Archive for October 8th, 2006
I hurt!
Usually I post about my life and God’s grace and mercy. Today I just hurt! My heart is broken and I am missing my son so much. I can not even begin to describe the hurt. It is emotional and physical, like every breath is an effort and painful. The tears will not shut off. No matter how hard I fight them they seem to be winning today. Pouring down my face so I can not see. My mind is swirling and the questions seem to always be the same. Why is he gone, do other people miss him also, did he make an impact while he was here, did I love him enough or tell him enough how precious he was to me? Was I a good mother. Do people care that he is gone and I am hurting? Do people understand how painful it is to look in my husbands eyes and see the same gut wrenching pain and not be able to take it away or help him.

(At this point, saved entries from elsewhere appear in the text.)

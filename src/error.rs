//! Error types for library discovery and manifest scanning.

use std::io;
use std::path::PathBuf;
use thiserror::Error;

/// Result type for scan operations.
pub type ScanResult<T> = Result<T, ScanError>;

/// Errors that can occur while locating libraries or reading manifests.
///
/// Most of these are recovered inside the scan and only surface in logs;
/// see [`crate::registry::scan_installed`] for which ones propagate.
#[derive(Debug, Error)]
pub enum ScanError {
    /// The user's home directory could not be determined.
    #[error("could not determine the home directory")]
    HomeDirUnavailable,

    /// A manifest file could not be opened or read.
    #[error("failed to read manifest {path:?}: {source}")]
    ManifestRead { path: PathBuf, source: io::Error },

    /// The library index (`libraryfolders.vdf`) could not be read.
    #[error("failed to read library index {path:?}: {source}")]
    LibraryIndexRead { path: PathBuf, source: io::Error },

    /// A manifest directory exists but could not be listed.
    #[error("failed to list manifest directory {path:?}: {source}")]
    ManifestDirRead { path: PathBuf, source: io::Error },

    /// The manifest file-name pattern is not a valid glob.
    #[error("invalid manifest pattern {pattern:?}: {reason}")]
    InvalidPattern { pattern: String, reason: String },
}
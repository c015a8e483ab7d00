//! FFI (Foreign Function Interface) bindings for plugin hosts.
//!
//! This module exposes the installed-games scan through C-compatible functions
//! so a host process (e.g. a Steam Deck plugin loader) can link the library
//! directly instead of shelling out to the `gamedepot` binary.
//!
//! # Memory Management
//!
//! - Rust allocates memory and returns pointers to the host
//! - The calling code MUST call the corresponding `_free` functions to prevent leaks
//! - Strings are null-terminated UTF-8
//!
//! # Usage from C
//!
//! ```c
//! CGameList *games = gamedepot_scan_games();
//! for (int i = 0; i < gamedepot_game_list_count(games); i++) {
//!     CGame *game = gamedepot_game_list_get(games, i);
//!     printf("%s\t%s\n", game->appid, game->name);
//!     gamedepot_free_game(game);
//! }
//! gamedepot_free_game_list(games);
//! ```

use crate::config::ScanConfig;
use crate::registry::{get_installed_games, get_installed_games_with};
use crate::InstalledGame;
use std::ffi::{CStr, CString};
use std::os::raw::{c_char, c_int};
use std::panic::{self, AssertUnwindSafe};
use std::ptr;

// ============================================================================
// C-Compatible Types
// ============================================================================

/// Opaque handle to a list of installed games
#[repr(C)]
pub struct CGameList {
    games: Vec<InstalledGame>,
}

/// C-compatible game information
#[repr(C)]
pub struct CGame {
    pub name: *mut c_char,
    pub appid: *mut c_char,
}

// ============================================================================
// Game Scanning
// ============================================================================

/// Scan the default Steam location for installed games.
/// Returns an opaque handle to the game list (empty if the scan failed).
/// Caller MUST call gamedepot_free_game_list() when done.
#[no_mangle]
pub extern "C" fn gamedepot_scan_games() -> *mut CGameList {
    into_list_handle(panic::catch_unwind(get_installed_games))
}

/// Scan a Steam installation at an explicit root directory.
/// Returns null if `steam_root` is null or not valid UTF-8.
/// Caller MUST call gamedepot_free_game_list() when done.
///
/// # Safety
///
/// `steam_root` must be null or point to a valid null-terminated string.
#[no_mangle]
pub unsafe extern "C" fn gamedepot_scan_games_at(steam_root: *const c_char) -> *mut CGameList {
    if steam_root.is_null() {
        return ptr::null_mut();
    }

    let root = match CStr::from_ptr(steam_root).to_str() {
        Ok(s) => s,
        Err(_) => return ptr::null_mut(),
    };

    let config = ScanConfig::with_steam_root(root);
    into_list_handle(panic::catch_unwind(AssertUnwindSafe(|| {
        get_installed_games_with(&config)
    })))
}

/// Get the number of games in a list.
#[no_mangle]
pub extern "C" fn gamedepot_game_list_count(list: *const CGameList) -> c_int {
    if list.is_null() {
        return 0;
    }
    unsafe { (*list).games.len() as c_int }
}

/// Get game information at a specific index.
/// Returns a CGame struct. Caller MUST call gamedepot_free_game() when done.
#[no_mangle]
pub extern "C" fn gamedepot_game_list_get(list: *const CGameList, index: c_int) -> *mut CGame {
    if list.is_null() || index < 0 {
        return ptr::null_mut();
    }

    let games = unsafe { &(*list).games };
    let Some(game) = games.get(index as usize) else {
        return ptr::null_mut();
    };

    Box::into_raw(Box::new(CGame {
        name: string_to_c_char(&game.name),
        appid: string_to_c_char(&game.appid),
    }))
}

/// Serialize the list as a JSON array of `{"name", "appid"}` objects.
/// Caller MUST call gamedepot_free_string() when done.
#[no_mangle]
pub extern "C" fn gamedepot_game_list_to_json(list: *const CGameList) -> *mut c_char {
    if list.is_null() {
        return ptr::null_mut();
    }

    let games = unsafe { &(*list).games };
    match serde_json::to_string(games) {
        Ok(json) => string_to_c_char(&json),
        Err(e) => {
            tracing::error!(error = %e, "Error serializing game list");
            ptr::null_mut()
        }
    }
}

/// Free a game list returned by gamedepot_scan_games().
#[no_mangle]
pub extern "C" fn gamedepot_free_game_list(list: *mut CGameList) {
    if !list.is_null() {
        unsafe {
            let _ = Box::from_raw(list);
        }
    }
}

/// Free a CGame struct returned by gamedepot_game_list_get().
#[no_mangle]
pub extern "C" fn gamedepot_free_game(game: *mut CGame) {
    if !game.is_null() {
        unsafe {
            let g = Box::from_raw(game);
            free_c_char(g.name);
            free_c_char(g.appid);
        }
    }
}

// ============================================================================
// String Management
// ============================================================================

/// Free a string returned by FFI functions.
#[no_mangle]
pub extern "C" fn gamedepot_free_string(s: *mut c_char) {
    free_c_char(s);
}

// ============================================================================
// Helper Functions
// ============================================================================

fn into_list_handle(result: std::thread::Result<Vec<InstalledGame>>) -> *mut CGameList {
    let games = result.unwrap_or_else(|_| {
        tracing::error!("Game scan panicked, returning empty list");
        Vec::new()
    });
    Box::into_raw(Box::new(CGameList { games }))
}

fn string_to_c_char(s: &str) -> *mut c_char {
    match CString::new(s) {
        Ok(c_str) => c_str.into_raw(),
        Err(_) => ptr::null_mut(),
    }
}

fn free_c_char(s: *mut c_char) {
    if !s.is_null() {
        unsafe {
            let _ = CString::from_raw(s);
        }
    }
}
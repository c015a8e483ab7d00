//! GameDepot Core Library
//!
//! Discovers the Steam games installed on a Linux machine (Steam Deck or
//! desktop) by reading Steam's own library index and app manifests.
//!
//! # Architecture
//!
//! This library is consumed two ways:
//! - **Plugin hosts**: cdylib/staticlib via the C ABI in the `ffi` module
//! - **Command line**: the `gamedepot` binary
//!
//! # Core Features Implemented
//!
//! ## Library Discovery (`library` module)
//! - `find_library_roots()` - Primary Steam root plus folders from `libraryfolders.vdf`
//!
//! ## Manifest Parsing (`manifest` module)
//! - `read_manifest()` - Tolerant reader for `appmanifest_*.acf` files
//!
//! ## Game Scanning (`registry` module)
//! - `get_installed_games()` - Sorted, deduplicated list; never fails
//! - `scan_installed()` - Same scan with roots and file counts
//!
//! ## Data Structures (`game` module)
//! - `InstalledGame` - Name and appid of a fully installed game
//! - `LibraryRoot` - A Steam library folder
//! - `ManifestRecord` - Raw fields read from one manifest

pub mod config;
pub mod error;
pub mod ffi;
pub mod game;
pub mod library;
pub mod manifest;
pub mod registry;

pub use config::ScanConfig;
pub use error::{ScanError, ScanResult};
pub use game::{InstalledGame, LibraryRoot, ManifestRecord};
pub use registry::{get_installed_games, get_installed_games_with, scan_installed, ScanReport};
//! Business actions that can move an order between states.

use serde::{Deserialize, Serialize};
use std::fmt;

/// An operation a caller may attempt on an order.
///
/// Actions are the only way to change an order's state. Whether an action
/// succeeds depends solely on the state the order is in when it is invoked.
///
/// # Example
///
/// ```rust
/// use order_lifecycle::core::Action;
///
/// assert_eq!(Action::ConfirmDelivery.name(), "confirm_delivery");
/// assert_eq!(Action::ALL.len(), 4);
/// ```
#[derive(Clone, Copy, PartialEq, Eq, Hash, Debug, Serialize, Deserialize)]
pub enum Action {
    Pay,
    Ship,
    ConfirmDelivery,
    Cancel,
}

impl Action {
    /// Every action, in lifecycle order.
    pub const ALL: [Action; 4] = [
        Action::Pay,
        Action::Ship,
        Action::ConfirmDelivery,
        Action::Cancel,
    ];

    /// Snake-case name used in logs and presentation text.
    pub fn name(&self) -> &'static str {
        match self {
            Self::Pay => "pay",
            Self::Ship => "ship",
            Self::ConfirmDelivery => "confirm_delivery",
            Self::Cancel => "cancel",
        }
    }
}

impl fmt::Display for Action {
    fn fmt(&self, f: &mut fmt::Formatter<'_>) -> fmt::Result {
        f.write_str(self.name())
    }
}

#[cfg(test)]
mod tests {
    use super::*;

    #[test]
    fn all_lists_each_action_once_in_lifecycle_order() {
        assert_eq!(
            Action::ALL,
            [
                Action::Pay,
                Action::Ship,
                Action::ConfirmDelivery,
                Action::Cancel
            ]
        );
    }

    #[test]
    fn display_matches_name() {
        for action in Action::ALL {
            assert_eq!(action.to_string(), action.name());
        }
    }

    #[test]
    fn action_serializes_correctly() {
        let json = serde_json::to_string(&Action::ConfirmDelivery).unwrap();
        let deserialized: Action = serde_json::from_str(&json).unwrap();
        assert_eq!(deserialized, Action::ConfirmDelivery);
    }
}
//! Order states and the `State` trait describing them.
//!
//! States carry no data. Everything an order can do is a pure function of
//! which variant it currently holds.

use super::action::Action;
use super::transition::next_state;
use serde::{Deserialize, Serialize};
use std::fmt::{self, Debug};

/// Trait for lifecycle states.
///
/// All methods are pure. Implementors are plain tags, so they must be
/// `Copy` and serializable for presentation layers.
///
/// # Example
///
/// ```rust
/// use order_lifecycle::core::{OrderState, State};
///
/// assert_eq!(OrderState::Pending.name(), "PENDING");
/// assert!(!OrderState::Pending.is_final());
/// assert!(OrderState::Cancelled.is_final());
/// ```
pub trait State:
    Copy + PartialEq + Debug + Serialize + for<'de> Deserialize<'de> + Send + Sync
{
    /// Stable upper-case label for display and logging.
    fn name(&self) -> &'static str;

    /// Human-readable description of what the state means.
    fn description(&self) -> &'static str;

    /// Check if this is a terminal state.
    ///
    /// Terminal states admit no outgoing transition for any action.
    fn is_final(&self) -> bool;
}

/// The lifecycle position of an order.
///
/// ```text
/// Pending ──pay──► Paid ──ship──► Shipped ──confirm_delivery──► Completed
///    │               │
///    └────cancel─────┴──────────► Cancelled
/// ```
#[derive(Clone, Copy, PartialEq, Eq, Hash, Debug, Serialize, Deserialize, Default)]
pub enum OrderState {
    /// Created, awaiting payment.
    #[default]
    Pending,
    /// Payment received, awaiting shipment.
    Paid,
    /// Handed to the carrier, awaiting delivery confirmation.
    Shipped,
    /// Delivered (terminal).
    Completed,
    /// Cancelled before shipment (terminal).
    Cancelled,
}

impl OrderState {
    /// Every state, in lifecycle order.
    pub const ALL: [OrderState; 5] = [
        OrderState::Pending,
        OrderState::Paid,
        OrderState::Shipped,
        OrderState::Completed,
        OrderState::Cancelled,
    ];

    /// Actions that would succeed from this state.
    ///
    /// Derived from the transition table, so it can never disagree with it.
    ///
    /// ```rust
    /// use order_lifecycle::core::{Action, OrderState};
    ///
    /// assert_eq!(
    ///     OrderState::Paid.allowed_actions(),
    ///     vec![Action::Ship, Action::Cancel]
    /// );
    /// assert!(OrderState::Completed.allowed_actions().is_empty());
    /// ```
    pub fn allowed_actions(&self) -> Vec<Action> {
        Action::ALL
            .into_iter()
            .filter(|action| next_state(*self, *action).is_some())
            .collect()
    }
}

impl State for OrderState {
    fn name(&self) -> &'static str {
        match self {
            Self::Pending => "PENDING",
            Self::Paid => "PAID",
            Self::Shipped => "SHIPPED",
            Self::Completed => "COMPLETED",
            Self::Cancelled => "CANCELLED",
        }
    }

    fn description(&self) -> &'static str {
        match self {
            Self::Pending => "Awaiting payment",
            Self::Paid => "Paid",
            Self::Shipped => "Shipped",
            Self::Completed => "Completed",
            Self::Cancelled => "Cancelled",
        }
    }

    fn is_final(&self) -> bool {
        matches!(self, Self::Completed | Self::Cancelled)
    }
}

impl fmt::Display for OrderState {
    fn fmt(&self, f: &mut fmt::Formatter<'_>) -> fmt::Result {
        f.write_str(self.name())
    }
}
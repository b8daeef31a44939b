//! Core lifecycle types and logic.
//!
//! This module contains the pure part of the order lifecycle:
//! - State and action definitions
//! - The transition table and the `apply` function
//! - Guards derived from the table
//!
//! Nothing here performs I/O or mutates shared data; `Order` is the thin
//! wrapper that stores the result of `apply`.

mod action;
mod guard;
mod state;
mod transition;

pub use action::Action;
pub use guard::Guard;
pub use state::{OrderState, State};
pub use transition::{apply, next_state, StateChange, TransitionError};
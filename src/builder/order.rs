//! Builder for constructing orders.

use crate::builder::error::BuildError;
use crate::builder::validation::validate;
use crate::core::OrderState;
use crate::order::{Amount, Order, OrderId};

/// Builder for constructing orders with a fluent API.
///
/// Defaults: a generated id and the `Pending` state. The amount is required.
///
/// # Example
///
/// ```rust
/// use order_lifecycle::builder::OrderBuilder;
/// use order_lifecycle::core::OrderState;
///
/// let order = OrderBuilder::new()
///     .id("ORD-S003")
///     .amount(399.99)
///     .initial_state(OrderState::Paid)
///     .build()
///     .unwrap();
///
/// assert_eq!(order.state(), OrderState::Paid);
/// assert!(order.can_ship());
/// ```
#[derive(Debug, Clone, Default)]
pub struct OrderBuilder {
    id: Option<OrderId>,
    amount: Option<f64>,
    initial_state: OrderState,
}

impl OrderBuilder {
    /// Create a new builder.
    pub fn new() -> Self {
        Self::default()
    }

    /// Set the order id (optional, generated when omitted).
    pub fn id(mut self, id: impl Into<OrderId>) -> Self {
        self.id = Some(id.into());
        self
    }

    /// Set the order amount (required).
    pub fn amount(mut self, amount: f64) -> Self {
        self.amount = Some(amount);
        self
    }

    /// Place the order in `state` instead of `Pending` (optional).
    ///
    /// Used to rehydrate an order whose lifecycle position is already known.
    pub fn initial_state(mut self, state: OrderState) -> Self {
        self.initial_state = state;
        self
    }

    /// Build the order.
    /// Returns an error listing every invalid input.
    pub fn build(self) -> Result<Order, BuildError> {
        let value = self.amount.ok_or(BuildError::MissingAmount)?;
        let id = self.id.unwrap_or_else(OrderId::generate);

        validate(&id, value).map_err(|violations| BuildError::Invalid { violations })?;
        let amount = Amount::new(value).map_err(|violation| BuildError::Invalid {
            violations: vec![violation],
        })?;

        Ok(Order::from_parts(id, amount, self.initial_state))
    }
}
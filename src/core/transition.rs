//! The transition table.
//!
//! `next_state` is the single source of truth for which actions are legal in
//! which states. Guards, queries and presentation text are all derived from
//! it, and `apply` is the only function that produces a new state.

use super::action::Action;
use super::state::OrderState;
use serde::{Deserialize, Serialize};

/// A successful move from one state to another.
#[derive(Clone, Copy, PartialEq, Eq, Debug, Serialize, Deserialize)]
pub struct StateChange {
    /// The action that caused the change
    pub action: Action,
    /// The state being left
    pub from: OrderState,
    /// The state being entered
    pub to: OrderState,
}

/// Errors returned when an action cannot run.
///
/// These are expected outcomes, not faults: callers may attempt actions
/// speculatively and inspect the result.
#[derive(Clone, Copy, Debug, PartialEq, Eq, thiserror::Error)]
pub enum TransitionError {
    #[error("{action} is not allowed in state {state}")]
    NotAllowed { action: Action, state: OrderState },
}

/// Look up the target state for `action` taken from `state`.
///
/// Returns `None` when the action is illegal in that state. The match is
/// exhaustive over every `(state, action)` pair.
///
/// ```rust
/// use order_lifecycle::core::{next_state, Action, OrderState};
///
/// assert_eq!(next_state(OrderState::Pending, Action::Pay), Some(OrderState::Paid));
/// assert_eq!(next_state(OrderState::Pending, Action::Ship), None);
/// ```
pub fn next_state(state: OrderState, action: Action) -> Option<OrderState> {
    use Action::*;
    use OrderState::*;

    match (state, action) {
        (Pending, Pay) => Some(Paid),
        (Pending, Cancel) => Some(Cancelled),
        (Pending, Ship | ConfirmDelivery) => None,

        (Paid, Ship) => Some(Shipped),
        (Paid, Cancel) => Some(Cancelled),
        (Paid, Pay | ConfirmDelivery) => None,

        (Shipped, ConfirmDelivery) => Some(Completed),
        (Shipped, Pay | Ship | Cancel) => None,

        (Completed, _) | (Cancelled, _) => None,
    }
}

/// Apply `action` to `state`, returning the resulting state and the outcome.
///
/// On failure the returned state is the input state.
///
/// ```rust
/// use order_lifecycle::core::{apply, Action, OrderState};
///
/// let (state, result) = apply(OrderState::Paid, Action::Ship);
/// assert_eq!(state, OrderState::Shipped);
/// assert!(result.is_ok());
///
/// let (state, result) = apply(OrderState::Shipped, Action::Cancel);
/// assert_eq!(state, OrderState::Shipped);
/// assert!(result.is_err());
/// ```
pub fn apply(
    state: OrderState,
    action: Action,
) -> (OrderState, Result<StateChange, TransitionError>) {
    match next_state(state, action) {
        Some(to) => (
            to,
            Ok(StateChange {
                action,
                from: state,
                to,
            }),
        ),
        None => (state, Err(TransitionError::NotAllowed { action, state })),
    }
}
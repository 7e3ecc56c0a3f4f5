/// Errors raised while decoding an ABI or compiling it into validation rules.
///
/// These are construction errors: they abort the whole ABI, never a single
/// field. A well-formed ABI from the engine never produces one.
#[derive(Debug, Clone, PartialEq, Eq, thiserror::Error)]
pub enum SchemaError {
    /// The descriptor carries a type tag outside the known grammar.
    #[error("unrecognized component type '{tag}'")]
    UnrecognizedType { tag: String },

    /// A descriptor node is missing a key or has one of the wrong shape.
    #[error("malformed ABI at {path}: {message}")]
    MalformedAbi { path: String, message: String },

    /// Two members of one struct share a name.
    #[error("duplicate member '{member}' in struct at {path}")]
    DuplicateMember { path: String, member: String },

    /// Two top-level inputs share a name.
    #[error("duplicate input '{name}'")]
    DuplicateInput { name: String },

    /// The generated schema was refused by the schema compiler.
    #[error("failed to compile validation schema: {message}")]
    Compile { message: String },
}
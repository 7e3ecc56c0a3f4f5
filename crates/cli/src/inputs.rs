//! Raw input text gathered from `-i NAME=VALUE` flags and `--inputs` files.

use std::path::Path;

use serde_json::Value;

/// Split `NAME=VALUE` at the first `=`. The value may be empty.
pub(crate) fn parse_assignment(arg: &str) -> Result<(String, String), String> {
    match arg.split_once('=') {
        Some((name, value)) if !name.trim().is_empty() => {
            Ok((name.trim().to_string(), value.to_string()))
        }
        _ => Err(format!("expected NAME=VALUE, got '{}'", arg)),
    }
}

/// Read a JSON object of input values.
///
/// String members are taken as the raw text a user would type; any other
/// member is re-serialized, so `{"flags": [true, false]}` becomes the text
/// `[true,false]`.
pub(crate) fn read_inputs_file(path: &Path) -> Result<Vec<(String, String)>, String> {
    let content = std::fs::read_to_string(path)
        .map_err(|e| format!("error reading file '{}': {}", path.display(), e))?;
    let json: Value = serde_json::from_str(&content)
        .map_err(|e| format!("invalid JSON in '{}': {}", path.display(), e))?;
    let Value::Object(members) = json else {
        return Err(format!(
            "inputs file '{}' must contain a JSON object",
            path.display()
        ));
    };
    Ok(members
        .into_iter()
        .map(|(name, value)| {
            let raw = match value {
                Value::String(s) => s,
                other => other.to_string(),
            };
            (name, raw)
        })
        .collect())
}

/// File values first, then flags, so a flag overrides the file.
pub(crate) fn collect(
    assignments: &[String],
    file: Option<&Path>,
) -> Result<Vec<(String, String)>, String> {
    let mut raw = match file {
        Some(path) => read_inputs_file(path)?,
        None => Vec::new(),
    };
    for arg in assignments {
        raw.push(parse_assignment(arg)?);
    }
    Ok(raw)
}
use std::path::Path;
use std::process;

use serde_json::{json, Value};
use zkplay_abi::{InputBinding, InputSet};

use crate::{inputs, load_abi, print_json, report_error, OutputFormat};

/// Coerce and validate input values against an ABI.
///
/// Invalid values are reported but do not fail the command; only an
/// unreadable or unusable ABI, or a malformed assignment, exits non-zero.
pub(crate) fn cmd_check(
    abi_path: &Path,
    assignments: &[String],
    inputs_file: Option<&Path>,
    output: OutputFormat,
    quiet: bool,
) {
    let abi = load_abi(abi_path, output, quiet);
    let mut set = match InputSet::from_abi(&abi) {
        Ok(s) => s,
        Err(e) => {
            let msg = format!("unusable ABI in '{}': {}", abi_path.display(), e);
            report_error(&msg, output, quiet);
            process::exit(1);
        }
    };
    let raw = match inputs::collect(assignments, inputs_file) {
        Ok(r) => r,
        Err(msg) => {
            report_error(&msg, output, quiet);
            process::exit(1);
        }
    };
    for (name, value) in raw {
        if set.set(&name, value).is_none() {
            let msg = format!("unknown input '{}'", name);
            report_error(&msg, output, quiet);
            process::exit(1);
        }
    }

    match output {
        OutputFormat::Text => {
            print_verdicts(&set);
            println!("args: {}", Value::Array(set.arguments()));
        }
        OutputFormat::Json => {
            print_json(&json!({
                "inputs": verdicts_json(&set),
                "valid": set.all_valid(),
                "args": set.arguments(),
            }));
        }
    }
}

fn status(binding: &InputBinding) -> &'static str {
    if binding.raw().is_empty() {
        "not set"
    } else if binding.verdict().valid {
        "ok"
    } else {
        "invalid"
    }
}

/// One line per input, followed by indented diagnostics for flagged values.
pub(crate) fn print_verdicts(set: &InputSet) {
    for binding in set.iter() {
        println!(
            "{} ({}): {}",
            binding.name(),
            binding.descriptor(),
            status(binding)
        );
        if binding.is_invalid() {
            for line in binding.verdict().diagnostic.lines() {
                println!("    {}", line);
            }
        }
    }
}

pub(crate) fn verdicts_json(set: &InputSet) -> Vec<Value> {
    set.iter()
        .map(|binding| {
            json!({
                "name": binding.name(),
                "type": binding.descriptor().to_string(),
                "raw": binding.raw(),
                "status": status(binding),
                "valid": binding.verdict().valid,
                "diagnostic": binding.verdict().diagnostic,
            })
        })
        .collect()
}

Do people understand that I love my other 2 children almost too much? I seem to be crushing them at times. I want so much for them to be OK. I want their lives to be filled with joy not pain. I am not sure why I am writing this I just know that I hurt! It does help to share the hurt. Not for pity but for understanding. This is my life everyday my son is dead. Everyday there is pain, some days are better than others. Everyday God is faithful to love me and keep me in His grasp, even though there are days I fight to be released thinking I could do better on my own. How foolish my broken heart is. I know that He is my all in all, the air that I breathe, my comforter, my true grace and mercy! I do know all of these things and am so very grateful to Him for that. It’s just today I hurt!!!